• Task instructions
Count the lines in the records below that contain the word "info", and give only that number.

• Records to process
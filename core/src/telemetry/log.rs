use crate::prelude::{LineDiagnostic, LineError};
use log::{debug, info, warn};

#[derive(Debug, Default, Clone, Copy)]
pub struct LogManager;

impl LogManager {
    pub fn new() -> Self {
        Self
    }

    pub fn record(&self, message: &str) {
        info!("{}", message);
    }

    /// Low-quality fixes are routine; everything else is worth a warning.
    pub fn skipped(&self, diagnostic: &LineDiagnostic) {
        match diagnostic.error {
            LineError::LowQuality { .. } => debug!("skipping {}", diagnostic),
            _ => warn!("skipping {}", diagnostic),
        }
    }
}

• Written solution
2